Scottish government announces £6m package to help farmers hit by weather
NewsThursday 02 May 2013
The Scottish government is offering help to the farmers who have been hardest hit by the recent snow during last year’s wet weather.
Richard Lochhead, the Rural Affairs Secretary, has announced a £6m package which will provide assistance to those who were hardest hit.
The recovery package will have its details developed by an industry group which will be chaired by Chief Agricultural Officer Drew Sloan.
This funding is also in addition to the £500,000 that has already been announced to help deal with the costs of fallen stock.
Mr Lochhead told the Farmers Guardian: “Mother nature has battered parts of Scotland in recent months with the worst snow in living memory coming hard on the heels of a miserably wet summer.”
He also went on to state that this is a major challenge that the industry faces, stressing that while farmers are used to operating in volatile conditions, these more recent problems are adding plenty of extra stress.

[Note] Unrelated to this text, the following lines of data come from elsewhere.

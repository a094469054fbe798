// SPDX-License-Identifier: BUSL-1.1
// Copyright (c) 2026 Alfred Jean LLC

//! SetupTask: runs the planner's setup commands (or an `init_project`
//! fallback for an empty workspace) before any code gets written.

use std::collections::BTreeMap;
use std::path::PathBuf;
use std::time::Duration;

use serde_json::{json, Value};

use forge_core::{Stage, TaskOutcome, TaskResult};
use forge_tools::{bash, project};

use crate::services::EngineServices;

const SETUP_TIMEOUT_SECS: u64 = 120;

async fn run_setup_command(cmd: &str, cwd: &std::path::Path) -> (i32, String) {
    match bash::run(cmd, Some(cwd), Duration::from_secs(SETUP_TIMEOUT_SECS)).await {
        Ok(result) => (result.exit_code, result.render()),
        Err(forge_tools::ToolError::Timeout(msg)) => (124, msg),
        Err(err) => (1, err.to_string()),
    }
}

pub async fn execute(stage: &Stage, services: &EngineServices) -> TaskOutcome {
    let project_root = stage
        .context
        .get_str("project_root")
        .map(PathBuf::from)
        .unwrap_or_else(|| services.project_root.clone());

    let commands = stage.context.get_string_vec("setup_commands").unwrap_or_default();

    if !project_root.exists() || std::fs::read_dir(&project_root).map(|mut d| d.next().is_none()).unwrap_or(true) {
        if let Err(err) = project::init_project(&project_root, Duration::from_secs(SETUP_TIMEOUT_SECS)).await {
            return Ok(TaskResult::failed_continue(format!("failed to initialize project: {err}")));
        }
    }

    let mut outputs_log = Vec::new();
    for cmd in &commands {
        let (exit_code, output) = run_setup_command(cmd, &project_root).await;
        outputs_log.push(json!({"command": cmd, "exit_code": exit_code, "output": output}));
        if exit_code != 0 {
            let mut outputs = BTreeMap::new();
            outputs.insert("setup_log".to_string(), Value::Array(outputs_log));
            outputs.insert("failed_command".to_string(), json!(cmd));
            return Ok(TaskResult::FailedContinue {
                error: format!("setup command failed: {cmd} (exit {exit_code})"),
                outputs,
            });
        }
    }

    let mut outputs = BTreeMap::new();
    outputs.insert("setup_log".to_string(), Value::Array(outputs_log));
    outputs.insert("project_root".to_string(), json!(project_root.display().to_string()));
    Ok(TaskResult::success_with(outputs))
}

#[cfg(test)]
#[path = "setup_tests.rs"]
mod tests;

He said: “The severe weather - which hit when ewes were lambing and at a time when some stock was already weakened by previous poor weather – has led to severe losses for some farmers.
After speaking to a number of farmers Mr Lochhead has claimed to have discovered a large number of problems that the weather has caused. He stressed that the issues didn’t solely revolve around livestock losses, but also crops that haven’t been harvested or planted and the issue of increased feed requirements at a time of rising prices.
He also said that the Scottish Government has acted quickly in order to provide assistance to farmers and said that they had been listening carefully to the industry as they assessed the scale of the problem.
When talking to Farmers Guardian, Mr Lochhead said that the £6m aid package was made available to those who were hardest hit, but he also made it clear that it has been difficult to quantify the amount due to some farmers still counting the cost.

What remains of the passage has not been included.